### [The task]
From the records below, set down exactly the lines starting with the line that contains "including this block." and going on through the line that contains "bodies by hash.". Nothing else is wanted.

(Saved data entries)

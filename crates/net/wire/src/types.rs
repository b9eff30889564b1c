//! Request, response and broadcast payloads of the btp protocol.

use alloy_rlp::{
    RlpDecodable, RlpDecodableWrapper, RlpEncodable, RlpEncodableWrapper,
};
use rbtp_primitives::{
    Block, BlockBody, BlockHashOrNumber, BlockNumber, Bytes, Header, HeadersDirection,
    ReceiptWithBloom, TransactionSigned, B256, U256,
};

/// An announced block hash with its height.
#[derive(Debug, Clone, Copy, PartialEq, Eq, RlpEncodable, RlpDecodable)]
pub struct BlockHashNumber {
    /// The announced hash.
    pub hash: B256,
    /// The announced height.
    pub number: BlockNumber,
}

/// Announcement of newly available blocks by hash.
#[derive(Debug, Clone, PartialEq, Eq, Default, RlpEncodableWrapper, RlpDecodableWrapper)]
pub struct NewBlockHashes(pub Vec<BlockHashNumber>);

/// A full new block with the announcing peer's total difficulty at it.
#[derive(Debug, Clone, PartialEq, Eq, RlpEncodable, RlpDecodable)]
pub struct NewBlock {
    /// The propagated block.
    pub block: Block,
    /// Total difficulty up to and including this block.
    pub total_difficulty: U256,
}

/// Broadcast transactions.
#[derive(Debug, Clone, PartialEq, Eq, Default, RlpEncodableWrapper, RlpDecodableWrapper)]
pub struct Transactions(pub Vec<TransactionSigned>);

/// A request for a span of headers.
#[derive(Debug, Clone, Copy, PartialEq, Eq, RlpEncodable, RlpDecodable)]
pub struct GetBlockHeaders {
    /// The block to start from.
    pub start_block: BlockHashOrNumber,
    /// Maximum number of headers in the response.
    pub limit: u64,
    /// Headers to skip between each returned header.
    pub skip: u64,
    /// Whether numbers fall instead of rise from `start_block`.
    pub direction: HeadersDirection,
}

/// Headers answering a [`GetBlockHeaders`].
#[derive(Debug, Clone, PartialEq, Eq, Default, RlpEncodableWrapper, RlpDecodableWrapper)]
pub struct BlockHeaders(pub Vec<Header>);

/// A request for block bodies by hash.
#[derive(Debug, Clone, PartialEq, Eq, Default, RlpEncodableWrapper, RlpDecodableWrapper)]
pub struct GetBlockBodies(pub Vec<B256>);

/// Bodies answering a [`GetBlockBodies`].
#[derive(Debug, Clone, PartialEq, Eq, Default, RlpEncodableWrapper, RlpDecodableWrapper)]
pub struct BlockBodies(pub Vec<BlockBody>);

/// A request for state trie nodes or code blobs by hash.
#[derive(Debug, Clone, PartialEq, Eq, Default, RlpEncodableWrapper, RlpDecodableWrapper)]
pub struct GetNodeData(pub Vec<B256>);

/// Raw node blobs answering a [`GetNodeData`].
#[derive(Debug, Clone, PartialEq, Eq, Default, RlpEncodableWrapper, RlpDecodableWrapper)]
pub struct NodeData(pub Vec<Bytes>);

/// A request for block receipts by block hash.
#[derive(Debug, Clone, PartialEq, Eq, Default, RlpEncodableWrapper, RlpDecodableWrapper)]
pub struct GetReceipts(pub Vec<B256>);

/// Per-block receipt lists answering a [`GetReceipts`].
#[derive(Debug, Clone, PartialEq, Eq, Default, RlpEncodableWrapper, RlpDecodableWrapper)]
pub struct Receipts(pub Vec<Vec<ReceiptWithBloom>>);
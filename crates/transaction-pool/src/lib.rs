#![warn(missing_debug_implementations, missing_docs, unreachable_pub)]
#![deny(unused_must_use, rust_2018_idioms)]

//! The rbtp transaction pool.
//!
//! Transactions are admitted against signature, nonce, balance and gas
//! rules, then live per sender in one of two sets: `pending` (contiguous
//! nonces, ready for mining) or `queued` (gapped). Price floors, slot
//! limits and replacement bumps keep the pool bounded; local transactions
//! are pinned through a journal and exempt from price eviction. Every
//! admission or promotion is published as a [`NewTxsEvent`].
//!
//! [`NewTxsEvent`]: rbtp_interfaces::events::NewTxsEvent

mod config;
mod error;
mod journal;
mod list;
mod maintain;
mod pool;

pub use config::PoolConfig;
pub use error::{PoolError, PoolResult};
pub use list::PoolTransaction;
pub use pool::{PoolStatus, TxPool};
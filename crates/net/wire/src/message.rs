use crate::{
    types::{
        BlockBodies, BlockHeaders, GetBlockBodies, GetBlockHeaders, GetNodeData, GetReceipts,
        NewBlock, NewBlockHashes, NodeData, Receipts, Transactions,
    },
    Status,
};
use alloy_rlp::{Decodable, Encodable};

/// The message codes of the btp sub-protocol.
///
/// Codes are stable across versions; later versions only append.
#[derive(Debug, Clone, Copy, PartialEq, Eq, Hash)]
#[repr(u8)]
pub enum BtpMessageId {
    /// The session handshake.
    Status = 0x00,
    /// Announcement of new block hashes.
    NewBlockHashes = 0x01,
    /// Broadcast transactions.
    Transactions = 0x02,
    /// Request for headers.
    GetBlockHeaders = 0x03,
    /// Headers response.
    BlockHeaders = 0x04,
    /// Request for block bodies.
    GetBlockBodies = 0x05,
    /// Bodies response.
    BlockBodies = 0x06,
    /// Propagation of a full new block.
    NewBlock = 0x07,
    /// Request for state trie nodes.
    GetNodeData = 0x0d,
    /// State trie nodes response.
    NodeData = 0x0e,
    /// Request for receipts.
    GetReceipts = 0x0f,
    /// Receipts response.
    Receipts = 0x10,
}

impl TryFrom<u8> for BtpMessageId {
    type Error = MessageError;

    fn try_from(id: u8) -> Result<Self, Self::Error> {
        Ok(match id {
            0x00 => Self::Status,
            0x01 => Self::NewBlockHashes,
            0x02 => Self::Transactions,
            0x03 => Self::GetBlockHeaders,
            0x04 => Self::BlockHeaders,
            0x05 => Self::GetBlockBodies,
            0x06 => Self::BlockBodies,
            0x07 => Self::NewBlock,
            0x0d => Self::GetNodeData,
            0x0e => Self::NodeData,
            0x0f => Self::GetReceipts,
            0x10 => Self::Receipts,
            other => return Err(MessageError::InvalidCode(other)),
        })
    }
}

/// Errors decoding a protocol message.
#[derive(Debug, thiserror::Error, Clone, PartialEq, Eq)]
pub enum MessageError {
    /// The message code is not part of the protocol.
    #[error("unknown message code {0:#x}")]
    InvalidCode(u8),
    /// The payload failed to decode.
    #[error("malformed message payload: {0}")]
    Rlp(#[from] alloy_rlp::Error),
}

/// One message of the btp protocol.
#[derive(Debug, Clone, PartialEq, Eq)]
pub enum BtpMessage {
    /// The session handshake.
    Status(Status),
    /// Announcement of new block hashes.
    NewBlockHashes(NewBlockHashes),
    /// Broadcast transactions.
    Transactions(Transactions),
    /// Request for headers.
    GetBlockHeaders(GetBlockHeaders),
    /// Headers response.
    BlockHeaders(BlockHeaders),
    /// Request for block bodies.
    GetBlockBodies(GetBlockBodies),
    /// Bodies response.
    BlockBodies(BlockBodies),
    /// Propagation of a full new block.
    NewBlock(Box<NewBlock>),
    /// Request for state trie nodes.
    GetNodeData(GetNodeData),
    /// State trie nodes response.
    NodeData(NodeData),
    /// Request for receipts.
    GetReceipts(GetReceipts),
    /// Receipts response.
    Receipts(Receipts),
}

impl BtpMessage {
    /// The code this message travels under.
    pub const fn message_id(&self) -> BtpMessageId {
        match self {
            Self::Status(_) => BtpMessageId::Status,
            Self::NewBlockHashes(_) => BtpMessageId::NewBlockHashes,
            Self::Transactions(_) => BtpMessageId::Transactions,
            Self::GetBlockHeaders(_) => BtpMessageId::GetBlockHeaders,
            Self::BlockHeaders(_) => BtpMessageId::BlockHeaders,
            Self::GetBlockBodies(_) => BtpMessageId::GetBlockBodies,
            Self::BlockBodies(_) => BtpMessageId::BlockBodies,
            Self::NewBlock(_) => BtpMessageId::NewBlock,
            Self::GetNodeData(_) => BtpMessageId::GetNodeData,
            Self::NodeData(_) => BtpMessageId::NodeData,
            Self::GetReceipts(_) => BtpMessageId::GetReceipts,
            Self::Receipts(_) => BtpMessageId::Receipts,
        }
    }
}

/// A message framed with its code, as it travels in a session frame.
#[derive(Debug, Clone, PartialEq, Eq)]
pub struct ProtocolMessage {
    /// The wrapped message.
    pub message: BtpMessage,
}

impl ProtocolMessage {
    /// Encodes the code byte followed by the RLP payload.
    pub fn encode(&self) -> Vec<u8> {
        let mut out = Vec::new();
        out.push(self.message.message_id() as u8);
        match &self.message {
            BtpMessage::Status(m) => m.encode(&mut out),
            BtpMessage::NewBlockHashes(m) => m.encode(&mut out),
            BtpMessage::Transactions(m) => m.encode(&mut out),
            BtpMessage::GetBlockHeaders(m) => m.encode(&mut out),
            BtpMessage::BlockHeaders(m) => m.encode(&mut out),
            BtpMessage::GetBlockBodies(m) => m.encode(&mut out),
            BtpMessage::BlockBodies(m) => m.encode(&mut out),
            BtpMessage::NewBlock(m) => m.encode(&mut out),
            BtpMessage::GetNodeData(m) => m.encode(&mut out),
            BtpMessage::NodeData(m) => m.encode(&mut out),
            BtpMessage::GetReceipts(m) => m.encode(&mut out),
            BtpMessage::Receipts(m) => m.encode(&mut out),
        }
        out
    }

    /// Decodes a framed message: code byte, then payload.
    pub fn decode(frame: &[u8]) -> Result<Self, MessageError> {
        let (&code, mut payload) =
            frame.split_first().ok_or(MessageError::Rlp(alloy_rlp::Error::InputTooShort))?;
        let id = BtpMessageId::try_from(code)?;
        let buf = &mut payload;
        let message = match id {
            BtpMessageId::Status => BtpMessage::Status(Status::decode(buf)?),
            BtpMessageId::NewBlockHashes => {
                BtpMessage::NewBlockHashes(NewBlockHashes::decode(buf)?)
            }
            BtpMessageId::Transactions => BtpMessage::Transactions(Transactions::decode(buf)?),
            BtpMessageId::GetBlockHeaders => {
                BtpMessage::GetBlockHeaders(GetBlockHeaders::decode(buf)?)
            }
            BtpMessageId::BlockHeaders => BtpMessage::BlockHeaders(BlockHeaders::decode(buf)?),
            BtpMessageId::GetBlockBodies => {
                BtpMessage::GetBlockBodies(GetBlockBodies::decode(buf)?)
            }
            BtpMessageId::BlockBodies => BtpMessage::BlockBodies(BlockBodies::decode(buf)?),
            BtpMessageId::NewBlock => BtpMessage::NewBlock(Box::new(NewBlock::decode(buf)?)),
            BtpMessageId::GetNodeData => BtpMessage::GetNodeData(GetNodeData::decode(buf)?),
            BtpMessageId::NodeData => BtpMessage::NodeData(NodeData::decode(buf)?),
            BtpMessageId::GetReceipts => BtpMessage::GetReceipts(GetReceipts::decode(buf)?),
            BtpMessageId::Receipts => BtpMessage::Receipts(Receipts::decode(buf)?),
        };
        Ok(Self { message })
    }
}

impl From<BtpMessage> for ProtocolMessage {
    fn from(message: BtpMessage) -> Self {
        Self { message }
    }
}

#[cfg(test)]
mod tests {
    use super::*;
    use rbtp_primitives::{BlockHashOrNumber, HeadersDirection, B256};

    #[test]
    fn frame_roundtrip() {
        let messages = [
            BtpMessage::GetBlockHeaders(GetBlockHeaders {
                start_block: BlockHashOrNumber::Number(100),
                limit: 192,
                skip: 0,
                direction: HeadersDirection::Rising,
            }),
            BtpMessage::GetBlockBodies(GetBlockBodies(vec![B256::repeat_byte(1)])),
            BtpMessage::BlockHeaders(BlockHeaders(vec![Default::default()])),
            BtpMessage::NodeData(NodeData(vec![])),
        ];
        for message in messages {
            let framed = ProtocolMessage::from(message.clone()).encode();
            let decoded = ProtocolMessage::decode(&framed).unwrap();
            assert_eq!(decoded.message, message);
            assert_eq!(framed[0], message.message_id() as u8);
        }
    }

    #[test]
    fn unknown_code_is_rejected() {
        assert_eq!(
            ProtocolMessage::decode(&[0x42, 0xc0]),
            Err(MessageError::InvalidCode(0x42))
        );
    }

    #[test]
    fn codes_match_the_protocol_table() {
        assert_eq!(BtpMessageId::Status as u8, 0x00);
        assert_eq!(BtpMessageId::NewBlock as u8, 0x07);
        assert_eq!(BtpMessageId::GetNodeData as u8, 0x0d);
        assert_eq!(BtpMessageId::Receipts as u8, 0x10);
    }
}
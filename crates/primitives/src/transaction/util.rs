use crate::{Address, Signature};

pub(crate) mod secp256k1 {
    use super::*;
    use crate::{keccak256, B256, U256};
    pub(crate) use ::secp256k1::Error;
    use ::secp256k1::{
        ecdsa::{RecoverableSignature, RecoveryId},
        Message, PublicKey, SecretKey, SECP256K1,
    };

    /// Recovers the address of the sender using secp256k1 pubkey recovery.
    ///
    /// Converts the public key into an account address by hashing the
    /// public key with keccak256.
    pub(crate) fn recover_signer(sig: &[u8; 65], msg: &[u8; 32]) -> Result<Address, Error> {
        let sig =
            RecoverableSignature::from_compact(&sig[0..64], RecoveryId::from_i32(sig[64] as i32)?)?;

        let public = SECP256K1.recover_ecdsa(&Message::from_digest(*msg), &sig)?;
        Ok(public_key_to_address(public))
    }

    /// Signs the message with the given secret key, returning the
    /// corresponding signature.
    pub(crate) fn sign_message(secret: B256, message: B256) -> Result<Signature, Error> {
        let sec = SecretKey::from_slice(secret.as_ref())?;
        let s = SECP256K1.sign_ecdsa_recoverable(&Message::from_digest(message.0), &sec);
        let (rec_id, data) = s.serialize_compact();

        let signature = Signature {
            r: U256::try_from_be_slice(&data[..32]).expect("The slice has at most 32 bytes"),
            s: U256::try_from_be_slice(&data[32..64]).expect("The slice has at most 32 bytes"),
            odd_y_parity: rec_id.to_i32() != 0,
        };
        Ok(signature)
    }

    /// Converts a public key into an address by hashing the encoded public
    /// key with keccak256.
    pub(crate) fn public_key_to_address(public: PublicKey) -> Address {
        // strip out the first byte because that should be the
        // SECP256K1_TAG_PUBKEY_UNCOMPRESSED tag returned by libsecp's
        // uncompressed pubkey serialization
        let hash = keccak256(&public.serialize_uncompressed()[1..]);
        Address::from_slice(&hash[12..])
    }
}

### [Answer to the problem]
    /// Total difficulty up to and including this block.
    pub total_difficulty: U256,
}

/// Broadcast transactions.
#[derive(Debug, Clone, PartialEq, Eq, Default, RlpEncodableWrapper, RlpDecodableWrapper)]
pub struct Transactions(pub Vec<TransactionSigned>);

/// A request for a span of headers.
#[derive(Debug, Clone, Copy, PartialEq, Eq, RlpEncodable, RlpDecodable)]
pub struct GetBlockHeaders {
    /// The block to start from.
    pub start_block: BlockHashOrNumber,
    /// Maximum number of headers in the response.
    pub limit: u64,
    /// Headers to skip between each returned header.
    pub skip: u64,
    /// Whether numbers fall instead of rise from `start_block`.
    pub direction: HeadersDirection,
}

/// Headers answering a [`GetBlockHeaders`].
#[derive(Debug, Clone, PartialEq, Eq, Default, RlpEncodableWrapper, RlpDecodableWrapper)]
pub struct BlockHeaders(pub Vec<Header>);

/// A request for block bodies by hash.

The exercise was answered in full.